══ Record excerpts ══

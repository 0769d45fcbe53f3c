// Copyright 2019 Dmitry Tantsur <dtantsur@protonmail.com>
//
// Licensed under the Apache License, Version 2.0 (the "License");
// you may not use this file except in compliance with the License.
// You may obtain a copy of the License at
//
//     http://www.apache.org/licenses/LICENSE-2.0
//
// Unless required by applicable law or agreed to in writing, software
// distributed under the License is distributed on an "AS IS" BASIS,
// WITHOUT WARRANTIES OR CONDITIONS OF ANY KIND, either express or implied.
// See the License for the specific language governing permissions and
// limitations under the License.

//! Reusable JSON structures.

use reqwest::Url;
use serde::{Deserialize, Serialize};

/// A link to a resource.
#[derive(Clone, Debug, Deserialize, Serialize, PartialEq, Eq, Hash)]
pub struct Link {
    /// Resource URL.
    pub href: Url,
    /// Relationship between the referencing and the referenced object.
    pub rel: String,
}

/// A reference to a resource by either its ID or name.
#[derive(Clone, Debug, Serialize, PartialEq, Eq, Hash)]
pub enum IdOrName {
    /// Resource ID.
    #[serde(rename = "id")]
    Id(String),
    /// Resource name.
    #[serde(rename = "name")]
    Name(String),
}

impl IdOrName {
    /// Create an ID.
    #[inline]
    pub fn from_id<T: Into<String>>(id: T) -> IdOrName {
        IdOrName::Id(id.into())
    }

    /// Create a name.
    #[inline]
    pub fn from_name<T: Into<String>>(name: T) -> IdOrName {
        IdOrName::Name(name.into())
    }
}

/// Find the link to the next page in a `*_links` collection.
///
/// Compute, Networking and Block Storage return such collections along with paginated results.
pub fn find_next_link(links: &[Link]) -> Option<&Url> {
    links.iter().find(|x| x.rel == "next").map(|x| &x.href)
}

═══

What you will do. Print exactly the lines between the line with "distributed under the" and the final line of the records above, both included.

Response to the task.
// distributed under the License is distributed on an "AS IS" BASIS,
// WITHOUT WARRANTIES OR CONDITIONS OF ANY KIND, either express or implied.
// See the License for the specific language governing permissions and
// limitations under the License.

//! Reusable JSON structures.

use reqwest::Url;
use serde::{Deserialize, Serialize};

/// A link to a resource.
#[derive(Clone, Debug, Deserialize, Serialize, PartialEq, Eq, Hash)]
pub struct Link {
    /// Resource URL.
    pub href: Url,
    /// Relationship between the referencing and the referenced object.
    pub rel: String,
}

/// A reference to a resource by either its ID or name.
#[derive(Clone, Debug, Serialize, PartialEq, Eq, Hash)]
pub enum IdOrName {
    /// Resource ID.
    #[serde(rename = "id")]
    Id(String),
    /// Resource name.
    #[serde(rename = "name")]
    Name(String),
}

impl IdOrName {
    /// Create an ID.
    #[inline]
    pub fn from_id<T: Into<String>>(id: T) -> IdOrName {
        IdOrName::Id(id.into())
    }

    /// Create a name.
    #[inline]
    pub fn from_name<T: Into<String>>(name: T) -> IdOrName {
        IdOrName::Name(name.into())
    }
}

/// Find the link to the next page in a `*_links` collection.
///
/// Compute, Networking and Block Storage return such collections along with paginated results.
pub fn find_next_link(links: &[Link]) -> Option<&Url> {
    links.iter().find(|x| x.rel == "next").map(|x| &x.href)
}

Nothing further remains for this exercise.